I am pleased to announce that my quantum simulator Qubiter (available at GitHub, BSD license) now has a native TensorFlow Backend-Simulator (see its class `SEO_simulator_tf`, the `tf` stands for TensorFlow). This complements Qubiter’s original numpy simulator (contained in its class `SEO_simulator`). A small step for Mankind, a giant leap for me! Hip Hip Hurray!
This means that Qubiter can now calculate the evolution of a state vector using CPU, GPU or TPU. Plus it can do back-propagation on a quantum circuit. Here is a jupyter notebook that I wrote that uses Qubiter’s TF backend to do VQE (Variational Quantum Eigensolving). (I like to call VQE, mean Hamiltonian minimization)
https://github.com/artiste-qb-net/qubiter/blob/master/jupyter-noteb…

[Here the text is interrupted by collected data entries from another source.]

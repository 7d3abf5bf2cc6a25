//! Figure → derivation graph translation
//!
//! Walks a finished `CompositeFigure` and emits one quantity per measurable
//! edge/radius/area plus the derivation rules encoding the geometric
//! identities that relate them. Rule registration is grouped per identity
//! family, one block per shape kind and one per cross-shape identity.

use super::quantity::{Quantity, QuantityId, QuantityKind, QuantityRef};
use super::rule::{DerivationGraph, DerivationRule};
use crate::figure::point::ops;
use crate::figure::{CompositeFigure, Edge, EdgeId, ShapeId, ShapeKind, EPSILON};
use rustc_hash::FxHashMap;
use tracing::debug;

/// Builds the derivation graph for one composite figure
pub struct DerivationGraphBuilder<'a> {
    figure: &'a CompositeFigure,
    shape_targets: bool,

    next_quantity: u32,
    graph: DerivationGraph,

    /// Straight edge id → its length quantity
    lengths: FxHashMap<EdgeId, QuantityId>,
    /// Arc edge id → its radius quantity
    radii: FxHashMap<EdgeId, QuantityId>,
}

impl<'a> DerivationGraphBuilder<'a> {
    pub fn new(figure: &'a CompositeFigure) -> Self {
        Self {
            figure,
            shape_targets: false,
            next_quantity: 0,
            graph: DerivationGraph::new(),
            lengths: FxHashMap::default(),
            radii: FxHashMap::default(),
        }
    }

    /// Also register each shape's area as a target, for step-by-step grading
    pub fn with_shape_targets(mut self) -> Self {
        self.shape_targets = true;
        self
    }

    /// Emit the complete graph
    pub fn build(mut self) -> DerivationGraph {
        self.emit_edge_quantities();

        let shapes: Vec<(ShapeId, ShapeKind)> =
            self.figure.shapes.iter().map(|s| (s.id, s.kind)).collect();
        let mut shape_areas = Vec::new();
        for (shape_id, kind) in shapes {
            let area_id = match kind {
                ShapeKind::Rectangle => self.emit_rectangle(shape_id),
                ShapeKind::RightTriangle => self.emit_right_triangle(shape_id),
                ShapeKind::Semicircle => self.emit_semicircle(shape_id),
                ShapeKind::QuarterCircle => self.emit_quarter_circle(shape_id),
            };
            shape_areas.push(area_id);
        }

        self.emit_seam_pairs();
        self.emit_collinear_sums();

        // Single multi-source rule: total area from all shape areas
        let total = self.new_quantity(
            QuantityKind::Area,
            self.figure.total_area,
            QuantityRef::Figure,
            false,
        );
        self.graph.add_rule(DerivationRule::new(
            shape_areas.clone(),
            total,
            1,
            "total area is the sum of the part areas",
        ));

        self.graph.add_target(total);
        if self.shape_targets {
            for id in shape_areas {
                self.graph.add_target(id);
            }
        }

        debug!(
            quantities = self.graph.num_quantities(),
            rules = self.graph.num_rules(),
            "derivation graph built"
        );
        self.graph
    }

    fn new_quantity(
        &mut self,
        kind: QuantityKind,
        value: f64,
        subject: QuantityRef,
        measurable: bool,
    ) -> QuantityId {
        let id = QuantityId(self.next_quantity);
        self.next_quantity += 1;
        self.graph
            .add_quantity(Quantity::new(id, kind, value, subject, measurable));
        id
    }

    /// One length quantity per straight edge; radius plus paired diameter
    /// per arc
    fn emit_edge_quantities(&mut self) {
        for edge in self.figure.edges_in_order() {
            if edge.is_segment() {
                let id = self.new_quantity(
                    QuantityKind::Length,
                    edge.length(),
                    QuantityRef::Edge(edge.id),
                    edge.visible,
                );
                self.lengths.insert(edge.id, id);
            } else {
                let r = edge.scalar();
                let radius = self.new_quantity(
                    QuantityKind::Radius,
                    r,
                    QuantityRef::Edge(edge.id),
                    edge.visible,
                );
                let diameter = self.new_quantity(
                    QuantityKind::Diameter,
                    2.0 * r,
                    QuantityRef::Edge(edge.id),
                    false,
                );
                self.radii.insert(edge.id, radius);

                self.graph.add_rule(DerivationRule::new(
                    vec![radius],
                    diameter,
                    1,
                    "diameter is twice the radius",
                ));
                self.graph.add_rule(DerivationRule::new(
                    vec![diameter],
                    radius,
                    1,
                    "radius is half the diameter",
                ));
            }
        }
    }

    fn shape_area_quantity(&mut self, shape_id: ShapeId, area: f64) -> QuantityId {
        self.new_quantity(QuantityKind::Area, area, QuantityRef::Shape(shape_id), false)
    }

    /// Length quantities of a shape's straight edges, in boundary order
    fn shape_lengths(&self, shape_id: ShapeId) -> Vec<(EdgeId, QuantityId, f64)> {
        let shape = match self.figure.shape(shape_id) {
            Some(s) => s,
            None => return Vec::new(),
        };
        shape
            .edge_ids
            .iter()
            .filter_map(|eid| {
                let edge = self.figure.edge(*eid)?;
                if !edge.is_segment() {
                    return None;
                }
                let qid = *self.lengths.get(eid)?;
                Some((*eid, qid, edge.length()))
            })
            .collect()
    }

    /// Radius quantity of a shape's arc edge, if any
    fn shape_radius(&self, shape_id: ShapeId) -> Option<QuantityId> {
        let shape = self.figure.shape(shape_id)?;
        shape
            .edge_ids
            .iter()
            .find_map(|eid| self.radii.get(eid).copied())
    }

    /// Rectangle: opposite sides derive each other for free; any adjacent
    /// pair gives the area
    fn emit_rectangle(&mut self, shape_id: ShapeId) -> QuantityId {
        let sides = self.shape_lengths(shape_id);
        let area = self
            .figure
            .shape(shape_id)
            .map(|s| s.area)
            .unwrap_or_default();
        let area_id = self.shape_area_quantity(shape_id, area);

        if sides.len() != 4 {
            return area_id;
        }

        // Boundary order: opposite pairs are (0,2) and (1,3)
        for (a, b) in [(0, 2), (1, 3)] {
            self.graph.add_rule(DerivationRule::new(
                vec![sides[a].1],
                sides[b].1,
                0,
                "opposite sides of a rectangle are equal",
            ));
            self.graph.add_rule(DerivationRule::new(
                vec![sides[b].1],
                sides[a].1,
                0,
                "opposite sides of a rectangle are equal",
            ));
        }

        // Adjacent (perpendicular) pairs each give the area
        for i in 0..4 {
            let j = (i + 1) % 4;
            self.graph.add_rule(DerivationRule::new(
                vec![sides[i].1, sides[j].1],
                area_id,
                1,
                "rectangle area is width times height",
            ));
        }

        area_id
    }

    /// Right triangle: legs are the two shortest sides; Pythagoras connects
    /// any two sides to the third
    fn emit_right_triangle(&mut self, shape_id: ShapeId) -> QuantityId {
        let mut sides = self.shape_lengths(shape_id);
        let area = self
            .figure
            .shape(shape_id)
            .map(|s| s.area)
            .unwrap_or_default();
        let area_id = self.shape_area_quantity(shape_id, area);

        if sides.len() != 3 {
            return area_id;
        }

        // Two shortest are the legs, the longest is the hypotenuse
        sides.sort_by(|a, b| a.2.partial_cmp(&b.2).unwrap_or(std::cmp::Ordering::Equal));
        let (leg_a, leg_b, hyp) = (sides[0].1, sides[1].1, sides[2].1);

        self.graph.add_rule(DerivationRule::new(
            vec![leg_a, leg_b],
            area_id,
            1,
            "right-triangle area is half the product of the legs",
        ));

        self.graph.add_rule(DerivationRule::new(
            vec![leg_a, leg_b],
            hyp,
            1,
            "hypotenuse from the Pythagorean theorem",
        ));
        self.graph.add_rule(DerivationRule::new(
            vec![leg_a, hyp],
            leg_b,
            1,
            "leg from the Pythagorean theorem",
        ));
        self.graph.add_rule(DerivationRule::new(
            vec![leg_b, hyp],
            leg_a,
            1,
            "leg from the Pythagorean theorem",
        ));

        area_id
    }

    /// Semicircle: the flat edge is the diameter; the radius gives the area
    fn emit_semicircle(&mut self, shape_id: ShapeId) -> QuantityId {
        let sides = self.shape_lengths(shape_id);
        let area = self
            .figure
            .shape(shape_id)
            .map(|s| s.area)
            .unwrap_or_default();
        let area_id = self.shape_area_quantity(shape_id, area);

        let (Some(&(_, flat, _)), Some(radius)) = (sides.first(), self.shape_radius(shape_id))
        else {
            return area_id;
        };

        self.graph.add_rule(DerivationRule::new(
            vec![flat],
            radius,
            1,
            "radius is half the flat edge",
        ));
        self.graph.add_rule(DerivationRule::new(
            vec![radius],
            flat,
            1,
            "flat edge is twice the radius",
        ));
        self.graph.add_rule(DerivationRule::new(
            vec![radius],
            area_id,
            1,
            "semicircle area is (3 r^2) / 2",
        ));

        area_id
    }

    /// Quarter circle: both straight edges equal the radius, all three
    /// interchange for free
    fn emit_quarter_circle(&mut self, shape_id: ShapeId) -> QuantityId {
        let sides = self.shape_lengths(shape_id);
        let area = self
            .figure
            .shape(shape_id)
            .map(|s| s.area)
            .unwrap_or_default();
        let area_id = self.shape_area_quantity(shape_id, area);

        let Some(radius) = self.shape_radius(shape_id) else {
            return area_id;
        };

        let mut ring: Vec<QuantityId> = sides.iter().map(|(_, q, _)| *q).collect();
        ring.push(radius);

        for i in 0..ring.len() {
            for j in 0..ring.len() {
                if i != j {
                    self.graph.add_rule(DerivationRule::new(
                        vec![ring[i]],
                        ring[j],
                        0,
                        "quarter-circle straight edges equal the radius",
                    ));
                }
            }
        }

        self.graph.add_rule(DerivationRule::new(
            vec![radius],
            area_id,
            1,
            "quarter-circle area is (3 r^2) / 4",
        ));

        area_id
    }

    /// Seam edges from different shapes occupying the same span are the
    /// same physical edge; deriving one from the other is free
    fn emit_seam_pairs(&mut self) {
        let seams: Vec<&Edge> = self.figure.seam_edges();

        for i in 0..seams.len() {
            for j in (i + 1)..seams.len() {
                let (a, b) = (seams[i], seams[j]);
                if !a.same_span(b, EPSILON) {
                    continue;
                }
                let (Some(&qa), Some(&qb)) = (self.lengths.get(&a.id), self.lengths.get(&b.id))
                else {
                    continue;
                };
                self.graph.add_rule(DerivationRule::new(
                    vec![qa],
                    qb,
                    0,
                    "both shapes share the seam edge",
                ));
                self.graph.add_rule(DerivationRule::new(
                    vec![qb],
                    qa,
                    0,
                    "both shapes share the seam edge",
                ));
            }
        }
    }

    /// Two connected collinear edges that together span a third edge yield
    /// sum and difference rules
    fn emit_collinear_sums(&mut self) {
        let segments: Vec<&Edge> = self
            .figure
            .edges_in_order()
            .into_iter()
            .filter(|e| e.is_segment())
            .collect();

        for i in 0..segments.len() {
            for j in (i + 1)..segments.len() {
                let (a, b) = (segments[i], segments[j]);
                let (Some((a1, a2)), Some((b1, b2))) = (a.endpoints(), b.endpoints()) else {
                    continue;
                };

                // Exactly one shared endpoint, remaining two are the outer span
                let pairs = [
                    (a1, a2, b1, b2),
                    (a1, a2, b2, b1),
                    (a2, a1, b1, b2),
                    (a2, a1, b2, b1),
                ];
                let joined = pairs.iter().find_map(|&(ao, aj, bj, bo)| {
                    if aj.approx_eq(&bj, EPSILON) && !ao.approx_eq(&bo, EPSILON) {
                        Some((ao, aj, bo))
                    } else {
                        None
                    }
                });
                let Some((outer_a, joint, outer_b)) = joined else {
                    continue;
                };
                if !ops::are_collinear(outer_a, joint, outer_b, EPSILON) {
                    continue;
                }

                for c in &segments {
                    if c.id == a.id || c.id == b.id {
                        continue;
                    }
                    let Some((c1, c2)) = c.endpoints() else {
                        continue;
                    };
                    let spans = (c1.approx_eq(&outer_a, EPSILON) && c2.approx_eq(&outer_b, EPSILON))
                        || (c1.approx_eq(&outer_b, EPSILON) && c2.approx_eq(&outer_a, EPSILON));
                    if !spans {
                        continue;
                    }

                    let (Some(&qa), Some(&qb), Some(&qc)) = (
                        self.lengths.get(&a.id),
                        self.lengths.get(&b.id),
                        self.lengths.get(&c.id),
                    ) else {
                        continue;
                    };

                    self.graph.add_rule(DerivationRule::new(
                        vec![qa, qb],
                        qc,
                        1,
                        "the two parts add up to the whole edge",
                    ));
                    self.graph.add_rule(DerivationRule::new(
                        vec![qc, qa],
                        qb,
                        1,
                        "the whole edge minus one part leaves the other",
                    ));
                    self.graph.add_rule(DerivationRule::new(
                        vec![qc, qb],
                        qa,
                        1,
                        "the whole edge minus one part leaves the other",
                    ));
                }
            }
        }
    }
}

Numpy is a tensor library in Python and TensorFlow (produced by Google) is another tensor library in Python. TensorFlow matches by name and functionality, almost 1 to 1, every function in numpy. But the TF namesake functions are much more powerful than their numpy counterparts. Besides accessing the usual CPU, they can access distributed computing resources like GPU and TPU. Furthermore, they can be asked to “tape” a history of their use, and then to replay that history in reverse, back-propagation mode so as to calculate derivatives of a list of user-designated variables. These derivatives can then be used to minimize a cost (aka loss or objective) function. Such minimizations are the bread and butter of classical and quantum neural nets.
These are exciting times for TF:
- Just last March, Google released officially TF version 2.0.
- In TF 2.0, the Eager mode (which is the mode that Qubiter’s TF backend uses) has been elevated to default. TF Eager uses dynamical graphs like the TF competitor, PyTorch, produced by Facebook, uses.
- TF 2.0 also incorporates “Edward”, a software lib by Dustin Tran for doing calculations with Bayesian Networks. Edward in its TF incarnation is called TF Probability. Plus TF 2.0 is also incorporating Keras (a library for doing layered neural nets) and PyMC (a lib for doing Markov Chain Monte Carlo calculations)
- Anyone can run TF 2.0 on the cloud via Google’s Colab. That is, in fact, how I developed and tested Qubiter’s TF backend.
In theory, all you have to do to convert a numpy simulator to a tensorflow one is to change all functions that start with the prefix `np.` by their namesakes that start with the prefix `tf.`. However, the devil is in the details. I, like most good programmers, hate repeating code. I try to avoid doing so at all costs, because I don’t want to have to correct the same bug in multiple places. So I built class `SEO_simulator_tf` by sub-classing the original numpy simulator class `SEO_simulator`. That is one of the beauties of “sub-classing” in OOP (Object Oriented Programming), of which I am a great fan: sub-classing helps you avoid repeating a lot of code. So `SEO_simulator_tf` ended up being a deceivingly short and simple class: all it does is basically turn on a bunch of flags that it passes to its parent class `SEO_simulator`. Most of the new code is in the parent class `SEO_simulator` and other classes like `OneBitGates` which have been modified to respond to all those flags that `SEO_simulator_tf` sets.